Characteristics of Czech Fousek
|FCI ցեղատեսակի խումբ||cops|
- Մարդկային ուղղվածություն;
- Excellent hunters.
Even in the days of the Roman Empire, “water dogs” from the Czech Republic were in great price. They were considered unsurpassed hunters, and only the nobility could afford such a dog. “Fous” means “mustachioed” in Czech. The muzzle of these beautiful dogs is decorated with an elegant goatee beard and mustache. Fousek, in fact, wire-haired continental cops, they are also called Griffons.
The first standard of the Czech Wirehaired Hound dates back to 1882. But in the future, the breed, by chance, was on the verge of extinction. Frantisek Gouska, a Czech cynologist, began work on the restoration of the breed in 1924. After many years of selection work, the dogs of the modern Fousek standard were presented to the public. The International Cynological Federation officially recognized the breed only in 1963.
Males are noticeably larger, but the working qualities of both sexes are the same. Dog high-legged, rectangular format.
The head is elongated, the neck is rather long, powerful. The nose is large and brown. Brown eyes. The ears are large, long, hanging, with rounded tips. The tail is carried at the level of the back, reaching to the hocks. Often the tails are docked, leaving 2/5 of the original length. The coat is two-layered – the outer hair is coarse, hard, the undercoat is short, thick, soft, usually sheds in summer.
The muzzle is decorated with a funny beard and mustache. The color can be brown, brown with white spots, marble, marble with brown spots.
Since these dogs are mainly bred by hunters, fouseks are valued for their excellent flair, endurance, and competent fetching . In work, fouseks are tireless and vicious, but they do not lose their sense of self-preservation.
They work well on birds, including waterfowl, hares, foxes, ungulates, they even go to wild boars with them.

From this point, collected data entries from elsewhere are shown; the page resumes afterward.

//! Error types emitted by the boundary-join CLI.
//!
//! Keep this error type reasonably small, as every CLI helper returns
//! `Result<_, CliError>` and the workspace enables `clippy::result_large_err`.

use std::sync::Arc;

use boundary_join_data::{
    BoundaryLoadError, FetchError, HttpBuildError, RecordLoadError, SinkError,
};
use camino::Utf8PathBuf;
use thiserror::Error;

/// Errors emitted by the boundary-join CLI.
#[derive(Debug, Error)]
pub enum CliError {
    /// Provided arguments failed Clap validation.
    #[error(transparent)]
    ArgumentParsing(#[from] clap::Error),
    /// Configuration layering failed (files, env, CLI).
    #[error("failed to load configuration: {0}")]
    Configuration(#[from] Arc<ortho_config::OrthoError>),
    /// A required option is missing after configuration merging.
    #[error("missing {field} (set --{field} or {env})")]
    MissingArgument {
        /// Flag name without leading dashes.
        field: &'static str,
        /// Environment variable that can supply the value.
        env: &'static str,
    },
    /// An option that must be non-empty was blank.
    #[error("{field} must not be empty")]
    EmptyArgument {
        /// Flag name without leading dashes.
        field: &'static str,
    },
    /// An `http://` or `https://` input is not a valid URL.
    #[error("{field} URL {value:?} is invalid: {source}")]
    InvalidUrl {
        /// Flag name without leading dashes.
        field: &'static str,
        /// Value as supplied.
        value: String,
        /// Parser failure.
        #[source]
        source: url::ParseError,
    },
    /// A referenced input path does not exist on disk or is not a file.
    #[error("{field} path {path:?} does not exist or is not a file")]
    MissingSourceFile {
        /// Flag name without leading dashes.
        field: &'static str,
        /// Path as resolved.
        path: Utf8PathBuf,
    },
    /// A referenced path could not be inspected due to an IO error.
    #[error("failed to inspect {field} path {path:?}: {source}")]
    InspectSourcePath {
        /// Flag name without leading dashes.
        field: &'static str,
        /// Path as resolved.
        path: Utf8PathBuf,
        /// Underlying I/O failure.
        #[source]
        source: std::io::Error,
    },
    /// The output directory exists but is not a directory.
    #[error("output directory {path:?} is not a directory")]
    OutputDirectoryNotDirectory {
        /// Path as resolved.
        path: Utf8PathBuf,
    },
    /// An HTTP collaborator could not be constructed.
    #[error("failed to prepare HTTP access: {0}")]
    BuildHttp(#[from] HttpBuildError),
    /// Boundary loading failed.
    #[error("failed to load boundaries: {0}")]
    LoadBoundaries(#[from] BoundaryLoadError),
    /// Reading records from a local file failed.
    #[error("failed to load records: {0}")]
    LoadRecords(#[from] RecordLoadError),
    /// Fetching records from a remote service failed.
    #[error("failed to fetch records: {0}")]
    FetchRecords(#[from] FetchError),
    /// Writing result sets failed.
    #[error("failed to write results: {0}")]
    WriteResults(#[from] SinkError),
}
//! Adapters connecting the spatial join to files and HTTP services.
//!
//! Responsibilities:
//! - Load boundary polygons from GeoJSON files, strings or URLs
//!   ([`GeoJsonBoundarySource`]).
//! - Stream point records from local JSON files ([`JsonRecordSource`]) or
//!   offset/limit paginated APIs ([`HttpRecordSource`]).
//! - Persist result sets as JSON-lines files ([`JsonLinesSink`]).
//!
//! Boundaries:
//! - Implements the collaborator traits from `boundary-join-core`; the join
//!   itself never performs I/O.
//! - HTTP access blocks on an owned Tokio runtime so callers stay synchronous.
//!
//! Invariants:
//! - A malformed boundary feature never fails the whole document; it is
//!   handed to the geometry store, which records why it was skipped.
//! - Pagination stops at the first empty page.

#![cfg_attr(docsrs, feature(doc_cfg))]
#![forbid(unsafe_code)]

mod boundaries;
pub mod fs;
mod http;
mod records;
mod sink;

#[doc(hidden)]
pub mod test_support;

pub use boundaries::{BoundaryLoadError, GeoJsonBoundarySource, parse_features};
pub use http::{
    DEFAULT_PAGE_SIZE, DEFAULT_USER_AGENT, FetchError, HttpBuildError, HttpSourceConfig,
};
pub use records::{
    HttpPageFetcher, HttpRecordSource, JsonRecordSource, PageFetcher, PagedRecordSource,
    RecordFormat, RecordLoadError, parse_records,
};
pub use sink::{JOIN_ERROR_ATTRIBUTE, JsonLinesSink, SinkError, file_stem};
//! Normalised boundary regions.

use std::fmt;

use geo::algorithm::coordinate_position::{CoordPos, CoordinatePosition};
use geo::{Coord, LineString, MultiPolygon, Rect};
use serde::{Deserialize, Serialize};
use thiserror::Error;

use crate::Attributes;

/// Smallest number of coordinates in a closed ring enclosing any area.
pub(crate) const MIN_RING_LEN: usize = 4;

/// Opaque, stable identifier of a region, such as a district code.
///
/// Identifiers read from numeric attributes are stored in their decimal
/// string form.
#[derive(Debug, Clone, PartialEq, Eq, Hash, PartialOrd, Ord, Serialize, Deserialize)]
#[serde(transparent)]
pub struct RegionId(String);

impl RegionId {
    /// Wrap an identifier.
    pub fn new(id: impl Into<String>) -> Self {
        Self(id.into())
    }

    /// Borrow the identifier as a string slice.
    #[must_use]
    pub fn as_str(&self) -> &str {
        &self.0
    }
}

impl fmt::Display for RegionId {
    fn fmt(&self, f: &mut fmt::Formatter<'_>) -> fmt::Result {
        f.write_str(&self.0)
    }
}

impl From<&str> for RegionId {
    fn from(id: &str) -> Self {
        Self::new(id)
    }
}

impl From<String> for RegionId {
    fn from(id: String) -> Self {
        Self(id)
    }
}

/// A named polygonal boundary used to partition records.
///
/// Regions are created once by [`GeometryStore`](crate::GeometryStore) and
/// are immutable afterwards. `position` is the region's insertion order,
/// which doubles as the tie-break when a point falls in several regions.
#[derive(Debug, Clone, PartialEq)]
pub struct Region {
    id: RegionId,
    position: usize,
    geometry: MultiPolygon<f64>,
    bounds: Rect<f64>,
    attributes: Attributes,
}

impl Region {
    pub(crate) const fn from_parts(
        id: RegionId,
        position: usize,
        geometry: MultiPolygon<f64>,
        bounds: Rect<f64>,
        attributes: Attributes,
    ) -> Self {
        Self {
            id,
            position,
            geometry,
            bounds,
            attributes,
        }
    }

    /// Region identifier.
    #[must_use]
    pub const fn id(&self) -> &RegionId {
        &self.id
    }

    /// Insertion position within the owning store.
    #[must_use]
    pub const fn position(&self) -> usize {
        self.position
    }

    /// Exact boundary geometry.
    #[must_use]
    pub const fn geometry(&self) -> &MultiPolygon<f64> {
        &self.geometry
    }

    /// Axis-aligned bounding box enclosing the whole geometry.
    #[must_use]
    pub const fn bounds(&self) -> Rect<f64> {
        self.bounds
    }

    /// Attributes carried by the source feature.
    #[must_use]
    pub const fn attributes(&self) -> &Attributes {
        &self.attributes
    }

    /// Classify `coord` relative to the region's geometry.
    ///
    /// # Errors
    /// Returns [`ContainmentError::DegenerateRing`] when a ring of the
    /// geometry cannot enclose any area, which makes the answer meaningless.
    pub fn locate(&self, coord: Coord<f64>) -> Result<CoordPos, ContainmentError> {
        for polygon in &self.geometry {
            let mut rings = std::iter::once(polygon.exterior()).chain(polygon.interiors());
            if let Some(ring) = rings.find(|ring| is_degenerate(ring)) {
                return Err(ContainmentError::DegenerateRing {
                    region: self.id.clone(),
                    len: ring.0.len(),
                });
            }
        }
        Ok(self.geometry.coordinate_position(&coord))
    }

    /// Whether `coord` lies inside the region or on its boundary.
    ///
    /// # Errors
    /// Propagates failures from [`Region::locate`].
    pub fn covers(&self, coord: Coord<f64>) -> Result<bool, ContainmentError> {
        self.locate(coord)
            .map(|position| matches!(position, CoordPos::Inside | CoordPos::OnBoundary))
    }
}

fn is_degenerate(ring: &LineString<f64>) -> bool {
    ring.0.len() < MIN_RING_LEN
}

/// Failure of an exact containment test for one point/region pair.
#[derive(Debug, Clone, Error, PartialEq, Eq)]
pub enum ContainmentError {
    /// The index referred to a position the store does not hold.
    #[error("no region at index position {position}")]
    UnknownRegion {
        /// Position returned by the index.
        position: usize,
    },
    /// A ring has too few coordinates to enclose an area.
    #[error("region {region} has a degenerate ring with {len} coordinates")]
    DegenerateRing {
        /// Affected region.
        region: RegionId,
        /// Number of coordinates in the ring.
        len: usize,
    },
}
//! Command-line interface joining point records to boundary regions.
#![forbid(unsafe_code)]

use clap::{Parser, Subcommand};

mod error;
mod join;

pub use error::CliError;

use join::JoinArgs;

pub(crate) const ARG_BOUNDARIES: &str = "boundaries";
pub(crate) const ARG_RECORDS: &str = "records";
pub(crate) const ARG_ID_FIELD: &str = "id-field";
pub(crate) const ARG_OUTPUT_DIR: &str = "output-dir";
pub(crate) const ARG_LONGITUDE_FIELD: &str = "longitude-field";
pub(crate) const ARG_LATITUDE_FIELD: &str = "latitude-field";
pub(crate) const ARG_REGION_ATTRIBUTE: &str = "region-attribute";
pub(crate) const ARG_PAGE_SIZE: &str = "page-size";
pub(crate) const ENV_BOUNDARIES: &str = "BOUNDARY_JOIN_CMDS_JOIN_BOUNDARIES";
pub(crate) const ENV_RECORDS: &str = "BOUNDARY_JOIN_CMDS_JOIN_RECORDS";
pub(crate) const ENV_ID_FIELD: &str = "BOUNDARY_JOIN_CMDS_JOIN_ID_FIELD";

/// Run the CLI with the current process arguments and environment.
///
/// # Errors
/// Returns [`CliError`] when arguments are invalid, configuration cannot be
/// resolved, or the join pipeline fails.
pub fn run() -> Result<(), CliError> {
    let cli = Cli::try_parse().map_err(CliError::ArgumentParsing)?;
    match cli.command {
        Command::Join(args) => {
            join::run_join(args)?;
        }
    }
    Ok(())
}

#[derive(Debug, Parser)]
#[command(
    name = "boundary-join",
    about = "Assign point records to the boundary region that contains them",
    version
)]
struct Cli {
    #[command(subcommand)]
    command: Command,
}

#[derive(Debug, Subcommand)]
enum Command {
    /// Join point records against boundary polygons and write result sets.
    Join(JoinArgs),
}

#[cfg(test)]
mod tests;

It is believed that most hunting dogs are stubborn, independent and difficult to train. But Czech fouseks are a pleasant exception to the rule. In everyday life, they perfectly master commands, are friendly to people, contact and playful. True, it is better not to introduce them to cats.
Czech Fousek Care
The tough coat of Czech fouseks requires trimming – a special procedure that consists in plucking out dead hairs. You need to treat your pet every 3-4 months. As a rule, a professional groomer is invited to the dogs, but you can also learn from the owner himself.
In the intervals between trimming, the coat is combed out with a stiff brush 1-2 times a week.
Claws and ears are treated as needed, the ears should be looked after carefully, as the dog loves to swim and dive, water gets into the auricles and otitis media can develop.
Ideal conditions for fousek are a country house, an aviary and a large plot. But many hunters keep these dogs in city apartments – this is quite normal, provided that the dog will work and go to training. Otherwise, the dog can spend the excess of unspent energy on all sorts of destructive games.
Since this breed is rare and dogs live mainly in their homeland, in the Czech Republic, in order to purchase a puppy, you will need to go for it yourself or arrange delivery. Prices for puppies may vary depending on the bloodlines and hunting skills of the parents.